Maintenance has a reputation for being less fulfilling than new development of software; nevertheless, many people enjoy at least some aspects of maintenance. The following are some sources of motivation: Solving complex puzzles, the chance to please users, the feeling of being an expert, the feeling of control due to rapid feedback, job stability and the opportunity to perfect a product.

Benefits of using this scale:

• We want to ensure that SEs are motivated.

• We want to ensure that our tools do not automate-away enjoyable activities and leave only boring ones.

Hypotheses:

• We should be able to develop tools that are enjoyable and rewarding to use.

• Enjoyable and rewarding tools will encourage SEs to be more productive.

Most promising study techniques:

• Interviews, questionnaires, think-aloud protocols, time-slicing (with questions about enjoyment)

5. Conclusions

We are involved in the detailed study of maintainers so that we can build tools to improve their productivity. This paper presents some ideas that can help systematize how to approach such a study.

In particular, a maintenance study should investigate the mental models of maintainers and decompose their activities in significant detail. The study should look at the macro-level and the micro level, and should pose questions about time-consumption, cognitive load, knowledge requirements and enjoyment. Finally, the study should look at how these aspects differ among maintainers and environments.

Additional details about our work can be found at:

http://www.csi.uottawa.ca/~tcl/kbre

References

[1] Singer, J. and Lethbridge, T. (1996), "Methods for Studying Maintenance Activities", Proc. Workshop on Empirical Studies of Software Maintenance, Monterey.

[2] Avison D. and Wood-Harper T. (1990), Multiview methodology. Oxford: Blackwell Scientific.

[3] Seaman B. and Basili, V. (1996), "The Study of Software maintenance Organizations and Processes", Proc. Workshop on Empirical Studies of Software Maintenance, Monterey.

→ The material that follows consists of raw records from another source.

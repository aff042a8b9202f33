// ABOUTME: Maximum heart rate estimation algorithms using age-predicted formulas
// ABOUTME: Implements Fox, Tanaka, Nes, and Gulati formulas with scientific validation

use crate::errors::AppError;
use serde::{Deserialize, Serialize};
use std::str::FromStr;

/// Maximum heart rate estimation algorithm
///
/// Different formulas provide varying accuracy across populations:
///
/// - `Fox`: Classic 220-age (±10-12 bpm error, tends to overestimate)
/// - `Tanaka`: 208-0.7xage (±7-8 bpm error, current gold standard)
/// - `Nes`: 211-0.64xage (±6-7 bpm error, validated in large cohort)
/// - `Gulati`: 206-0.88xage (women-specific, ±7-8 bpm error)
///
/// # Scientific References
///
/// - Fox, S.M. et al. (1971). "Physical activity and coronary heart disease." *Ann Clin Res*, 3(6), 404-432.
/// - Tanaka, H. et al. (2001). "Age-predicted maximal heart rate revisited." *J Am Coll Cardiol*, 37(1), 153-156.
/// - Nes, B.M. et al. (2013). "Age-predicted maximal heart rate." *Scand J Med Sci Sports*, 23(6), 697-704.
/// - Gulati, M. et al. (2010). "Heart rate response to exercise stress testing." *Circulation*, 122(2), 130-137.
#[derive(Debug, Clone, Copy, Serialize, Deserialize, PartialEq, Eq)]
#[serde(rename_all = "snake_case")]
pub enum MaxHrAlgorithm {
    /// Fox formula: 220 - age
    ///
    /// Classic formula, widely known but least accurate
    /// Standard deviation: ±10-12 bpm
    /// Tends to overestimate max HR, especially for older adults
    Fox,

    /// Tanaka formula: 208 - 0.7 x age
    ///
    /// Current gold standard in exercise physiology
    /// Based on meta-analysis of 18,712 subjects
    /// Standard deviation: ±7-8 bpm
    /// More accurate across all age groups
    Tanaka,

    /// Nes formula: 211 - 0.64 x age
    ///
    /// Derived from Norwegian HUNT study
    /// Standard deviation: ±6-7 bpm
    /// Performs well in athletic populations
    Nes,

    /// Gulati formula: 206 - 0.88 x age
    ///
    /// Women-specific formula
    /// Standard deviation: ±7-8 bpm
    /// More accurate for female athletes than generic formulas
    Gulati,
}

impl Default for MaxHrAlgorithm {
    fn default() -> Self {
        // Use Tanaka as default (most accurate, research-backed)
        Self::Tanaka
    }
}

impl MaxHrAlgorithm {
    /// Estimate maximum heart rate from age
    ///
    /// # Arguments
    ///
    /// * `age` - Age in years (must be 1-120)
    /// * `gender` - Optional gender ("male" or "female") for gender-specific formulas
    ///
    /// # Errors
    ///
    /// Returns `AppError::InvalidInput` if age is outside valid range (1-120 years)
    ///
    /// # Example
    ///
    /// ```rust,no_run
    /// let max_hr = MaxHrAlgorithm::Tanaka.estimate(40, None)?;
    /// assert_eq!(max_hr, 180.0); // 208 - 0.7*40 = 180
    /// ```
    pub fn estimate(&self, age: u32, gender: Option<&str>) -> Result<f64, AppError> {
        // Validate age range
        if age == 0 || age > 120 {
            return Err(AppError::invalid_input(format!(
                "Age must be between 1 and 120 years, got {age}"
            )));
        }

        let age_f64 = f64::from(age);

        let max_hr = match self {
            Self::Fox => 220.0 - age_f64,
            Self::Tanaka => 0.7f64.mul_add(-age_f64, 208.0),
            Self::Nes => 0.64f64.mul_add(-age_f64, 211.0),
            Self::Gulati => 0.88f64.mul_add(-age_f64, 206.0),
        };

        // Apply gender-specific formula if Gulati selected for males
        // (Gulati is women-specific, fall back to Tanaka for males)
        if matches!(self, Self::Gulati) {
            if let Some(g) = gender {
                if g.eq_ignore_ascii_case("male") {
                    // Gulati is women-specific, use Tanaka for males
                    return Ok(0.7f64.mul_add(-age_f64, 208.0));
                }
            }
        }

        Ok(max_hr)
    }

    /// Get algorithm name for logging and debugging
    #[must_use]
    pub const fn name(&self) -> &'static str {
        match self {
            Self::Fox => "fox",
            Self::Tanaka => "tanaka",
            Self::Nes => "nes",
            Self::Gulati => "gulati",
        }
    }

    /// Get algorithm description with formula
    #[must_use]
    pub const fn description(&self) -> &'static str {
        match self {
            Self::Fox => "Fox: 220 - age (classic, ±10-12 bpm)",
            Self::Tanaka => "Tanaka: 208 - 0.7xage (gold standard, ±7-8 bpm)",
            Self::Nes => "Nes: 211 - 0.64xage (athletic populations, ±6-7 bpm)",
            Self::Gulati => "Gulati: 206 - 0.88xage (women-specific, ±7-8 bpm)",
        }
    }

    /// Get the formula as a string
    #[must_use]
    pub const fn formula(&self) -> &'static str {
        match self {
            Self::Fox => "220 - age",
            Self::Tanaka => "208 - 0.7 x age",
            Self::Nes => "211 - 0.64 x age",
            Self::Gulati => "206 - 0.88 x age",
        }
    }
}

impl FromStr for MaxHrAlgorithm {
    type Err = AppError;

    fn from_str(s: &str) -> Result<Self, Self::Err> {
        match s.to_lowercase().as_str() {
            "fox" => Ok(Self::Fox),
            "tanaka" => Ok(Self::Tanaka),
            "nes" => Ok(Self::Nes),
            "gulati" => Ok(Self::Gulati),
            other => Err(AppError::invalid_input(format!(
                "Unknown MaxHR algorithm: '{other}'. Valid options: fox, tanaka, nes, gulati"
            ))),
        }
    }
}
impl KeyRotationManager {
    /// Create new key rotation manager
    #[must_use]
    pub fn new(
        encryption_manager: Arc<super::TenantEncryptionManager>,
        database: Arc<crate::database_plugins::factory::Database>,
        auditor: Arc<super::audit::SecurityAuditor>,
        config: KeyRotationConfig,
    ) -> Self {
        Self {
            encryption_manager,
            database,
            auditor,
            config,
            key_versions: tokio::sync::RwLock::new(HashMap::new()),
            rotation_status: tokio::sync::RwLock::new(HashMap::new()),
        }
    }

    /// Start the key rotation scheduler
    ///
    /// # Errors
    ///
    /// Returns an error if the scheduler cannot be started
    pub fn start_scheduler(self: Arc<Self>) -> AppResult<()> {
        if !self.config.auto_rotation_enabled {
            tracing::info!("Key rotation scheduler disabled");
            return Ok(());
        }

        tracing::info!(
            "Starting key rotation scheduler - checking every {} days at {}:00 UTC",
            self.config.rotation_interval_days,
            self.config.rotation_hour
        );

        let manager = Arc::clone(&self);
        tokio::spawn(async move {
            let mut interval = tokio::time::interval(Duration::from_secs(
                crate::constants::time::HOUR_SECONDS as u64,
            )); // Check every hour

            loop {
                interval.tick().await;

                let now = chrono::Utc::now();
                if u8::try_from(now.hour()).unwrap_or(0) == manager.config.rotation_hour {
                    if let Err(e) = manager.check_and_rotate_keys().await {
                        tracing::error!("Key rotation check failed: {}", e);
                    }
                }
            }
        });

        Ok(())
    }

    /// Check all tenants and rotate keys as needed
    async fn check_and_rotate_keys(&self) -> AppResult<()> {
        tracing::info!("Checking for keys that need rotation");

        // Get all tenants from database
        let tenants = self.database.get_all_tenants().await?;

        // Check global keys first
        self.check_key_rotation(None).await?;

        // Check each tenant's keys
        for tenant in tenants {
            if let Err(e) = self.check_key_rotation(Some(tenant.id)).await {
                tracing::error!(
                    "Failed to check key rotation for tenant {}: {}",
                    tenant.id,
                    e
                );
            }
        }

        Ok(())
    }

    /// Check if a specific tenant/global key needs rotation
    async fn check_key_rotation(&self, tenant_id: Option<Uuid>) -> AppResult<()> {
        let current_version = self.get_current_key_version(tenant_id).await?;

        if let Some(version) = current_version {
            let age_days = (chrono::Utc::now() - version.created_at).num_days();

            if age_days >= i64::from(self.config.rotation_interval_days) {
                tracing::info!(
                    "Key for tenant {:?} is {} days old, scheduling rotation",
                    tenant_id,
                    age_days
                );
                self.schedule_key_rotation(tenant_id).await?;
            }
        } else {
            // No key version found, create initial version
            tracing::info!(
                "No key version found for tenant {:?}, creating initial version",
                tenant_id
            );
            self.initialize_key_version(tenant_id).await?;
        }

        Ok(())
    }

    /// Schedule a key rotation
    async fn schedule_key_rotation(&self, tenant_id: Option<Uuid>) -> AppResult<()> {
        let scheduled_at = chrono::Utc::now() + chrono::Duration::hours(1); // Schedule for 1 hour from now

        {
            let mut status = self.rotation_status.write().await;
            status.insert(tenant_id, RotationStatus::Scheduled { scheduled_at });
        }

        // Log audit event
        let event = super::audit::AuditEvent::new(
            super::audit::AuditEventType::KeyRotated,
            super::audit::AuditSeverity::Info,
            format!("Key rotation scheduled for tenant {tenant_id:?}"),
            "schedule_rotation".to_owned(),
            "success".to_owned(),
        );

        let event = if let Some(tid) = tenant_id {
            event.with_tenant_id(tid)
        } else {
            event
        };

        if let Err(e) = self.auditor.log_event(event).await {
            tracing::error!("Failed to log key rotation audit event: {}", e);
        }

        // Perform the rotation
        self.perform_key_rotation(tenant_id).await?;

        Ok(())
    }

    /// Perform actual key rotation
    async fn perform_key_rotation(&self, tenant_id: Option<Uuid>) -> AppResult<()> {
        tracing::info!("Starting key rotation for tenant {:?}", tenant_id);

        {
            let mut status = self.rotation_status.write().await;
            status.insert(
                tenant_id,
                RotationStatus::InProgress {
                    started_at: chrono::Utc::now(),
                },
            );
        }

        let result = self.execute_key_rotation(tenant_id).await;

        match &result {
            Ok(()) => {
                self.rotation_status.write().await.insert(
                    tenant_id,
                    RotationStatus::Completed {
                        completed_at: chrono::Utc::now(),
                    },
                );

                tracing::info!(
                    "Key rotation completed successfully for tenant {:?}",
                    tenant_id
                );
            }
            Err(e) => {
                self.rotation_status.write().await.insert(
                    tenant_id,
                    RotationStatus::Failed {
                        failed_at: chrono::Utc::now(),
                        error: e.to_string(),
                    },
                );

                tracing::error!("Key rotation failed for tenant {:?}: {}", tenant_id, e);
            }
        }

        result
    }

    /// Execute the actual key rotation process
    async fn execute_key_rotation(&self, tenant_id: Option<Uuid>) -> AppResult<()> {
        // 1. Create new key version
        let new_version = self.create_new_key_version(tenant_id).await?;

        // 2. Re-encrypt existing data with new key (this would be a complex process)
        // For now, we'll just mark the new version as active
        // In a real implementation, this would involve:
        // - Reading all encrypted data for this tenant
        // - Decrypting with old key
        // - Re-encrypting with new key
        // - Updating database records

        // 3. Rotate the key in the encryption manager
        if let Some(tid) = tenant_id {
            self.encryption_manager.rotate_tenant_key(tid).await?;
        }

        // 4. Update key version status
        self.activate_key_version(tenant_id, new_version.version)
            .await?;

        // 5. Clean up old key versions
        self.cleanup_old_key_versions(tenant_id).await?;

        Ok(())
    }

    /// Create a new key version
    async fn create_new_key_version(&self, tenant_id: Option<Uuid>) -> AppResult<KeyVersion> {
        let current_versions = self.get_key_versions(tenant_id).await?;
        let next_version = current_versions
            .iter()
            .map(|v| v.version)
            .max()
            .unwrap_or(0)
            + 1;

        let new_version = KeyVersion {
            version: next_version,
            created_at: chrono::Utc::now(),
            expires_at: chrono::Utc::now()
                + chrono::Duration::days(i64::from(self.config.max_key_age_days)),
            is_active: false, // Will be activated after rotation
            tenant_id,
            algorithm: "AES-256-GCM".to_owned(),
        };

        // Store in database
        self.store_key_version(&new_version)?;

        // Update in-memory cache
        {
            let mut versions = self.key_versions.write().await;
            versions
                .entry(tenant_id)
                .or_default()
                .push(new_version.clone());
        }

        Ok(new_version)
    }

    /// Activate a specific key version
    async fn activate_key_version(&self, tenant_id: Option<Uuid>, version: u32) -> AppResult<()> {
        // Update database first
        self.database
            .update_key_version_status(tenant_id, version, true)
            .await?;

        // Update in-memory cache
        if let Some(tenant_versions) = self.key_versions.write().await.get_mut(&tenant_id) {
            // Deactivate all versions
            for v in tenant_versions.iter_mut() {
                v.is_active = false;
            }

            // Activate the specified version
            if let Some(v) = tenant_versions.iter_mut().find(|v| v.version == version) {
                v.is_active = true;
            }
        }

        Ok(())
    }

    /// Clean up old key versions
    async fn cleanup_old_key_versions(&self, tenant_id: Option<Uuid>) -> AppResult<()> {
        // Delete old key versions from database
        let deleted_count = self
            .database
            .delete_old_key_versions(tenant_id, self.config.key_versions_to_retain)
            .await?;

        if deleted_count > 0 {
            tracing::info!(
                "Cleaned up {} old key versions for tenant {:?}",
                deleted_count,
                tenant_id
            );

            // Update in-memory cache by reloading from database
            let updated_versions = self.database.get_key_versions(tenant_id).await?;
            {
                let mut cache = self.key_versions.write().await;
                cache.insert(tenant_id, updated_versions);
            }
        }

        Ok(())
    }

    /// Initialize key version for new tenant
    async fn initialize_key_version(&self, tenant_id: Option<Uuid>) -> AppResult<()> {
        let initial_version = KeyVersion {
            version: 1,
            created_at: chrono::Utc::now(),
            expires_at: chrono::Utc::now()
                + chrono::Duration::days(i64::from(self.config.max_key_age_days)),
            is_active: true,
            tenant_id,
            algorithm: "AES-256-GCM".to_owned(),
        };

        self.store_key_version(&initial_version)?;

        {
            let mut versions = self.key_versions.write().await;
            versions.entry(tenant_id).or_default().push(initial_version);
        }

        Ok(())
    }

    /// Get current active key version
    async fn get_current_key_version(
        &self,
        tenant_id: Option<Uuid>,
    ) -> AppResult<Option<KeyVersion>> {
        let versions = self.get_key_versions(tenant_id).await?;
        Ok(versions.into_iter().find(|v| v.is_active))
    }

    /// Get all key versions for a tenant
    async fn get_key_versions(&self, tenant_id: Option<Uuid>) -> AppResult<Vec<KeyVersion>> {
        // First try to get from database
        if let Ok(versions) = self.database.get_key_versions(tenant_id).await {
            // Update in-memory cache
            {
                let mut cache = self.key_versions.write().await;
                cache.insert(tenant_id, versions.clone());
            }
            Ok(versions)
        } else {
            // Fallback to cache if database fails
            let versions = self.key_versions.read().await;
            Ok(versions.get(&tenant_id).cloned().unwrap_or_default())
        }
    }

    /// Store key version in database
    fn store_key_version(&self, version: &KeyVersion) -> AppResult<()> {
        // Use async runtime to call the database method
        let rt = tokio::runtime::Handle::current();
        rt.block_on(self.database.store_key_version(version))
    }

    /// Get rotation status for a tenant
    pub async fn get_rotation_status(&self, tenant_id: Option<Uuid>) -> RotationStatus {
        let status = self.rotation_status.read().await;
        status
            .get(&tenant_id)
            .cloned()
            .unwrap_or(RotationStatus::Current)
    }

    /// Force immediate key rotation (for emergency scenarios)
    ///
    /// # Errors
    ///
    /// Returns an error if emergency rotation fails
    pub async fn emergency_key_rotation(
        &self,
        tenant_id: Option<Uuid>,
        reason: &str,
    ) -> AppResult<()> {
        tracing::warn!(
            "Emergency key rotation initiated for tenant {:?}. Reason: {}",
            tenant_id,
            reason
        );

        // Log critical audit event
        let event = super::audit::AuditEvent::new(
            super::audit::AuditEventType::KeyRotated,
            super::audit::AuditSeverity::Critical,
            format!("Emergency key rotation: {reason}"),
            "emergency_rotation".to_owned(),
            "initiated".to_owned(),
        );

        let event = if let Some(tid) = tenant_id {
            event.with_tenant_id(tid)
        } else {
            event
        };

        if let Err(e) = self.auditor.log_event(event).await {
            tracing::error!("Failed to log emergency key rotation audit: {}", e);
        }

        // Perform immediate rotation
        self.perform_key_rotation(tenant_id).await?;

        tracing::info!(
            "Emergency key rotation completed for tenant {:?}",
            tenant_id
        );
        Ok(())
    }

    /// Get key rotation statistics
    pub async fn get_rotation_stats(&self) -> KeyRotationStats {
        let total_tenants = self.key_versions.read().await.len();
        let status = self.rotation_status.read().await;
        let active_rotations = status
            .values()
            .filter(|s| matches!(s, RotationStatus::InProgress { .. }))
            .count();
        let failed_rotations = status
            .values()
            .filter(|s| matches!(s, RotationStatus::Failed { .. }))
            .count();
        drop(status);

        KeyRotationStats {
            total_tenants,
            active_rotations,
            failed_rotations,
            auto_rotation_enabled: self.config.auto_rotation_enabled,
            rotation_interval_days: self.config.rotation_interval_days,
        }
    }
}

[4] Ohlsson, N., Eriksson, A. and Helander M (1996). "Early Risk-Management by Identification of Fault-prone Modules", Proc. Workshop on Empirical Studies of Software Maintenance, Monterey.

[5] Khoshgoftaar, T. and Allen, E. (1996), "Industrial-Strength Software Quality Modeling" ", Proc. Workshop on Empirical Studies of Software Maintenance, Monterey.

[6] Boldyreff, C., Burd, E., Hather, R., Mortimer, R., Munro, M., Younger, E. (1995), "The AMES Approach to Application Understanding: A Case Study", In proc. International Conference on Software Maintenance (Nice, France).

[7] von Meyrhauser, A., & Vans, A. Marie. (1995), "Program Comprehension During Software Maintenance and Evolution", IEEE Computer, 28(8), 44-55.

[8] Foster, J. (1993), "An Industry View on Program Comprehension", proc. IEEE Second Workshop on Program Comprehension, Capri.

[9] Peritus Software Services, personal communication (See www.peritus.com for information on a company that has studied software maintainers’ personal processes).

[10] Tilley, S. and Smith, D. (1996), Coming Attractions in Program Understanding, CMU/SEI-96-TR-019. Software Engineering Institute, Carnegie Mellon University.